MIKE K: While business volumes may have declined in the short-term, we are hopeful that our client base will require our services once the pandemic is over. Nevertheless, this could have the potential for long-term repercussions for some businesses that have not adapted to new technology and areas of service offered.
Q. If you could share one piece of advice with other appraisers trying to cope with this situation, what would that advice be?
CLAUDIO: Appraisers are no different than other professions. Those who were able to pause and isolate because they were financially able to do so did. Those who had the clientele that respected and valued their opinion had an easier time than those who were threatened with the loss of income and perhaps their place on an approved list. Some appraisers had to make difficult decisions involving risk to their personal or financial health. That is a terrible position to be put in. Fortunately, through the support and leadership of AIC National, this was quickly addressed. Hopefully, this was an eye opener. Choose clients that respect you and the value you add to the process. Do not undervalue yourself or your profession.
LEIGH: The appraisal profession post-Covid-19 will be much different than pre-pandemic times. It will be important to keep pace with industry innovations and other changes that are coming.
DAN: Be patient and do not simply look in the rear view mirror. Looking ahead and into future integrations of your business is key to being relevant.
ADAM: It is important to be cautiously optimistic. If you have been working long hours leading up to this time, try to take the slowdown as an opportunity to reflect on how to improve your processes, so that when things get busier, you are ready to take on your work in a better way.
MIKE G: Tune out the noise and base your management decisions and strategies on facts from reputable sources.
DEANA: Make sure you take care of yourself – try to keep some type of a routine. Take a daily walk or cycle. If you are working from home, make sure you take a stretch break every hour. Reach out to a colleague or close friend – by phone or email. Keeping in contact with others will help to alleviate some of the anxiety of these stressful times. We will get through this together.

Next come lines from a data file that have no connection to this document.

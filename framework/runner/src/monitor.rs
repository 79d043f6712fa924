//! Watches the load generator's console output until the load test completes or fails.
//!
//! Classification is a pure function of the accumulated transcript and the instance state, in
//! priority order: instance gone, fatal output, boot failure, completion, still running. The
//! caller turns "still running" at the attempt ceiling into a timeout.

use std::fmt;
use std::sync::LazyLock;

use benchfleet_providers::prelude::CloudApi;
use regex::Regex;

use crate::boot_script::{
    BOOT_FAILED_MARKER, PRECHECK_FAILED_MARKER, TEST_COMPLETE_MARKER, TEST_START_MARKER,
};
use crate::config::Timings;
use crate::context::{RunContext, RunPhase};
use crate::progress::PollProgress;

/// Output that means the load test cannot succeed. Case sensitive, so that ordinary boot lines
/// such as systemd's `Failed to start` do not match.
pub const FATAL_PATTERNS: &[&str] = &[
    "fatal error",
    "Fatal error",
    "FATAL",
    "Kernel panic",
    "panic:",
    "panicked at",
    "Segmentation fault",
    "Out of memory",
    "oom-kill",
    "Killed",
    "failed to start",
];

/// Output that means the boot script itself did not run to the end.
pub const BOOT_FAILURE_PATTERNS: &[&str] = &[
    BOOT_FAILED_MARKER,
    PRECHECK_FAILED_MARKER,
    "Failed running /var/lib/cloud/instance/scripts",
];

/// Instance states that mean the load generator is gone or going.
const STOPPED_STATES: &[&str] = &["shutting-down", "terminated", "stopping", "stopped"];

/// Longest snapshot prefix used to find where a new console snapshot overlaps the transcript.
const OVERLAP_ANCHOR: usize = 256;

static CLOUD_INIT_PREFIX: LazyLock<Option<Regex>> = LazyLock::new(|| {
    Regex::new(r"^(?:\[\s*\d+\.\d+\]\s*)?cloud-init\[\d+\]:\s?").ok()
});
static INTERFACE_CHATTER: LazyLock<Option<Regex>> = LazyLock::new(|| {
    Regex::new(r"IPv6|ADDRCONF|NETDEV_CHANGE|link becomes ready|Link is (?:Up|Down)").ok()
});

#[derive(Debug, Clone, PartialEq, Eq)]
pub enum FailureReason {
    InstanceStopped(String),
    FatalPattern(String),
    BootFailure(String),
    TimedOut { polls: u32 },
}

impl fmt::Display for FailureReason {
    fn fmt(&self, f: &mut fmt::Formatter<'_>) -> fmt::Result {
        match self {
            FailureReason::InstanceStopped(state) => {
                write!(f, "load generator instance is {state}")
            }
            FailureReason::FatalPattern(pattern) => {
                write!(f, "load generator output contains `{pattern}`")
            }
            FailureReason::BootFailure(pattern) => {
                write!(f, "load generator boot failed (`{pattern}`)")
            }
            FailureReason::TimedOut { polls } => {
                write!(f, "load test did not complete within {polls} polls")
            }
        }
    }
}

#[derive(Debug, Clone, PartialEq, Eq)]
pub enum Classification {
    Failed(FailureReason),
    /// The cleaned window between the start and completion markers.
    Completed(String),
    Running,
}

#[derive(Debug, Clone, PartialEq, Eq)]
pub enum MonitorOutcome {
    Completed {
        window: String,
        transcript: String,
        polls: u32,
    },
    Failed {
        reason: FailureReason,
        transcript: String,
        polls: u32,
    },
}

impl MonitorOutcome {
    pub fn transcript(&self) -> &str {
        match self {
            MonitorOutcome::Completed { transcript, .. }
            | MonitorOutcome::Failed { transcript, .. } => transcript,
        }
    }

    pub fn polls(&self) -> u32 {
        match self {
            MonitorOutcome::Completed { polls, .. }
            | MonitorOutcome::Failed { polls, .. } => *polls,
        }
    }
}

/// `None` while the instance is usable, otherwise why it is not. A missing instance counts as
/// stopped.
pub fn stopped_reason(state: Option<&str>) -> Option<String> {
    match state {
        None => Some("gone".to_string()),
        Some(s) if STOPPED_STATES.contains(&s) => Some(s.to_string()),
        Some(_) => None,
    }
}

/// Byte range of the latest start marker line through the first completion marker line after it.
fn window_range(transcript: &str) -> Option<(usize, usize)> {
    let start = transcript.rfind(TEST_START_MARKER)?;
    let complete = start + transcript[start..].find(TEST_COMPLETE_MARKER)?;

    let line_start = transcript[..start].rfind('\n').map_or(0, |i| i + 1);
    let line_end = transcript[complete..]
        .find('\n')
        .map_or(transcript.len(), |i| complete + i);

    Some((line_start, line_end))
}

/// The raw text between the latest start marker and the first completion marker after it, both
/// marker lines included.
pub fn extract_window(transcript: &str) -> Option<&str> {
    window_range(transcript).map(|(from, to)| &transcript[from..to])
}

pub fn classify(transcript: &str, stopped: Option<&str>) -> Classification {
    if let Some(state) = stopped {
        return Classification::Failed(FailureReason::InstanceStopped(state.to_string()));
    }

    let range = window_range(transcript);
    // Only output before the completion marker can fail the run.
    let scope = match range {
        Some((_, end)) => &transcript[..end],
        None => transcript,
    };

    if let Some(pattern) = FATAL_PATTERNS.iter().find(|p| scope.contains(*p)) {
        return Classification::Failed(FailureReason::FatalPattern(pattern.to_string()));
    }
    if let Some(pattern) = BOOT_FAILURE_PATTERNS.iter().find(|p| scope.contains(*p)) {
        return Classification::Failed(FailureReason::BootFailure(pattern.to_string()));
    }

    match range {
        Some((from, to)) => Classification::Completed(clean_window(&transcript[from..to])),
        None => Classification::Running,
    }
}

/// Strip boot log noise: cloud-init line prefixes, interface state chatter and echoed shell
/// commands.
pub fn clean_window(window: &str) -> String {
    window
        .lines()
        .map(|line| match CLOUD_INIT_PREFIX.as_ref() {
            Some(re) => re.replace(line, "").into_owned(),
            None => line.to_string(),
        })
        .filter(|line| !line.starts_with("+ "))
        .filter(|line| {
            INTERFACE_CHATTER
                .as_ref()
                .map_or(true, |re| !re.is_match(line))
        })
        .collect::<Vec<_>>()
        .join("\n")
}

/// Append the part of `snapshot` not already in `transcript`.
///
/// Console reads return the most recent tail of the output, so consecutive snapshots overlap.
/// Without any overlap the snapshot is appended whole.
pub fn merge_snapshot(transcript: &mut String, snapshot: &str) {
    if snapshot.is_empty() {
        return;
    }
    if transcript.is_empty() {
        transcript.push_str(snapshot);
        return;
    }

    // The first line of the snapshot, capped, must start a line of the transcript.
    let mut anchor_len = snapshot
        .find('\n')
        .map_or(snapshot.len(), |i| i + 1)
        .min(OVERLAP_ANCHOR);
    while !snapshot.is_char_boundary(anchor_len) {
        anchor_len -= 1;
    }
    let anchor = &snapshot[..anchor_len];

    let mut new_from = None;
    for (pos, _) in transcript.rmatch_indices(anchor) {
        if pos > 0 && !transcript[..pos].ends_with('\n') {
            continue;
        }
        let tail = &transcript[pos..];
        if snapshot.starts_with(tail) {
            new_from = Some(tail.len());
            break;
        }
        if tail.starts_with(snapshot) {
            return;
        }
    }

    match new_from {
        Some(from) => transcript.push_str(&snapshot[from..]),
        None => {
            if !transcript.ends_with('\n') {
                transcript.push('\n');
            }
            transcript.push_str(snapshot);
        }
    }
}

/// Polls the load generator's console until it completes, fails or runs out of attempts.
pub struct ProgressMonitor<'a> {
    cloud: &'a dyn CloudApi,
    timings: &'a Timings,
    show_progress: bool,
}

impl<'a> ProgressMonitor<'a> {
    pub fn new(cloud: &'a dyn CloudApi, timings: &'a Timings, show_progress: bool) -> Self {
        Self {
            cloud,
            timings,
            show_progress,
        }
    }

    /// Fails only when the run is interrupted. Every other ending is a [MonitorOutcome].
    pub async fn watch(
        &self,
        ctx: &mut RunContext,
        instance_id: &str,
    ) -> anyhow::Result<MonitorOutcome> {
        ctx.advance(RunPhase::Monitoring);
        let policy = self.timings.console_output;
        log::info!(
            "Watching {instance_id} console output every {:?}, for at most {:?}",
            policy.interval,
            policy.ceiling()
        );

        let progress = PollProgress::new("load test", policy, self.show_progress);
        let outcome = self.follow(ctx, instance_id, &progress).await;
        progress.finish();

        outcome
    }

    async fn follow(
        &self,
        ctx: &mut RunContext,
        instance_id: &str,
        progress: &PollProgress,
    ) -> anyhow::Result<MonitorOutcome> {
        let policy = self.timings.console_output;
        let mut transcript = String::new();

        for attempt in 1..=policy.max_attempts {
            let (stopped, snapshot) = ctx.interruptible(self.read(instance_id)).await?;
            if let Some(snapshot) = snapshot {
                merge_snapshot(&mut transcript, &snapshot);
            }
            progress.set_poll(attempt);

            match classify(&transcript, stopped.as_deref()) {
                Classification::Running => {
                    log::debug!(
                        "Load test running ({attempt}/{}), {} bytes of output",
                        policy.max_attempts,
                        transcript.len()
                    );
                }
                Classification::Completed(window) => {
                    log::info!("Load test completed after {attempt} polls");
                    return Ok(MonitorOutcome::Completed {
                        window,
                        transcript,
                        polls: attempt,
                    });
                }
                Classification::Failed(reason) => {
                    log::error!("Load test failed after {attempt} polls: {reason}");
                    return Ok(MonitorOutcome::Failed {
                        reason,
                        transcript,
                        polls: attempt,
                    });
                }
            }

            ctx.check_interrupted()?;
            if attempt < policy.max_attempts && !policy.interval.is_zero() {
                ctx.interruptible(async {
                    tokio::time::sleep(policy.interval).await;
                    anyhow::Ok(())
                })
                .await?;
            }
        }

        Ok(MonitorOutcome::Failed {
            reason: FailureReason::TimedOut {
                polls: policy.max_attempts,
            },
            transcript,
            polls: policy.max_attempts,
        })
    }

    /// The instance's stopped reason, if any, and the latest console snapshot. Read errors are
    /// logged and treated as no news.
    async fn read(&self, instance_id: &str) -> anyhow::Result<(Option<String>, Option<String>)> {
        let stopped = match self.cloud.instance_state(instance_id).await {
            Ok(state) => stopped_reason(state.as_deref()),
            Err(e) => {
                log::warn!("Could not read state of {instance_id}: {e}");
                None
            }
        };
        let snapshot = match self.cloud.console_output(instance_id).await {
            Ok(snapshot) => Some(snapshot),
            Err(e) => {
                log::warn!("Could not read console of {instance_id}: {e}");
                None
            }
        };

        Ok((stopped, snapshot))
    }
}
//! Provisions a disposable cloud environment, benchmarks two runtime images in it, and tears it
//! all down again on every exit path.

mod boot_script;
mod cli;
mod cluster;
mod config;
mod context;
mod deploy;
mod diagnostics;
mod dispatch;
mod images;
mod init;
mod monitor;
mod progress;
mod provision;
mod registry;
mod results;
mod run;
mod shutdown;
mod teardown;
mod types;

pub mod prelude {
    pub use crate::boot_script::{
        BOOT_FAILED_MARKER, MAX_USER_DATA_BYTES, TEST_COMPLETE_MARKER, TEST_START_MARKER,
    };
    pub use crate::cli::BenchfleetCli;
    pub use crate::config::{LoadProfile, RunConfig, Timings};
    pub use crate::context::{PublishedImages, RunContext, RunPhase, RUN_ID_TAG};
    pub use crate::deploy::{
        CAGED_IMAGE_PLACEHOLDER, EXPOSE_ANNOTATION, PATH_ANNOTATION, STANDARD_IMAGE_PLACEHOLDER,
        VARIANT_ANNOTATION,
    };
    pub use crate::init::init;
    pub use crate::monitor::{FailureReason, MonitorOutcome, FATAL_PATTERNS};
    pub use crate::registry::{Handle, HandleId, HandleState, Registry, RegistryError, ResourceKind};
    pub use crate::results::RUN_SUMMARY_FILE;
    pub use crate::run::{
        execute, run, Providers, RunOutcome, RunReport, EXIT_FAILURE, EXIT_INTERRUPTED,
        EXIT_SUCCESS,
    };
    pub use crate::teardown::{TeardownManager, TeardownReport};
    pub use crate::types::{BenchfleetResult, Endpoint};
}
use std::path::{Path, PathBuf};

use async_trait::async_trait;

use crate::command::ToolCommand;
use crate::error::ProviderResult;
use crate::image::ImageTool;

/// [ImageTool] backed by the `docker` command line tool.
#[derive(Debug, Clone)]
pub struct Docker {
    cmd: ToolCommand,
}

impl Docker {
    pub fn new(program: PathBuf) -> Self {
        Self {
            cmd: ToolCommand::new(program),
        }
    }
}

#[async_trait]
impl ImageTool for Docker {
    async fn login(&self, registry_host: &str, password: &str) -> ProviderResult<()> {
        self.cmd
            .output(
                &["login", "--username", "AWS", "--password-stdin", registry_host],
                Some(password.as_bytes()),
            )
            .await
            .map(|_| ())
    }

    async fn build(
        &self,
        context_dir: &Path,
        tag: &str,
        build_args: &[(String, String)],
    ) -> ProviderResult<()> {
        let build_args = build_args
            .iter()
            .map(|(k, v)| format!("{k}={v}"))
            .collect::<Vec<_>>();
        let context = context_dir.display().to_string();

        let mut args = vec!["build", "--tag", tag];
        for arg in &build_args {
            args.extend(["--build-arg", arg.as_str()]);
        }
        args.push(context.as_str());

        let out = self.cmd.output(&args, None).await?;
        log::debug!("docker build {tag}: {out}");
        Ok(())
    }

    async fn run_once(&self, image: &str, command: &[String]) -> ProviderResult<String> {
        let mut args = vec!["run", "--rm", image];
        args.extend(command.iter().map(String::as_str));
        self.cmd.output(&args, None).await
    }

    async fn tag(&self, source: &str, target: &str) -> ProviderResult<()> {
        self.cmd
            .output(&["tag", source, target], None)
            .await
            .map(|_| ())
    }

    async fn push(&self, image: &str) -> ProviderResult<()> {
        let out = self.cmd.output(&["push", image], None).await?;
        log::debug!("docker push {image}: {out}");
        Ok(())
    }
}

I have been impressed with the AIC and its timely guidance to appraisers through this pandemic. Checking the AIC website regularly and incorporating the recommended clauses into your reports will provide guidance to keep working and ensure you are incorporating best practices into your business and your reports. We will all need to adapt to a new normal.
MIKE K: While these are unprecedented times, I believe we will be able to continue to thrive as a profession. If you happen to have more free time, take the opportunity to diversify your scope of practice or market your business. Remember that better days are ahead. I encourage all appraisers to practice social distancing, stay physically active, work remotely (if possible), and leverage the tools that have been provided by AIC in order to continue being productive.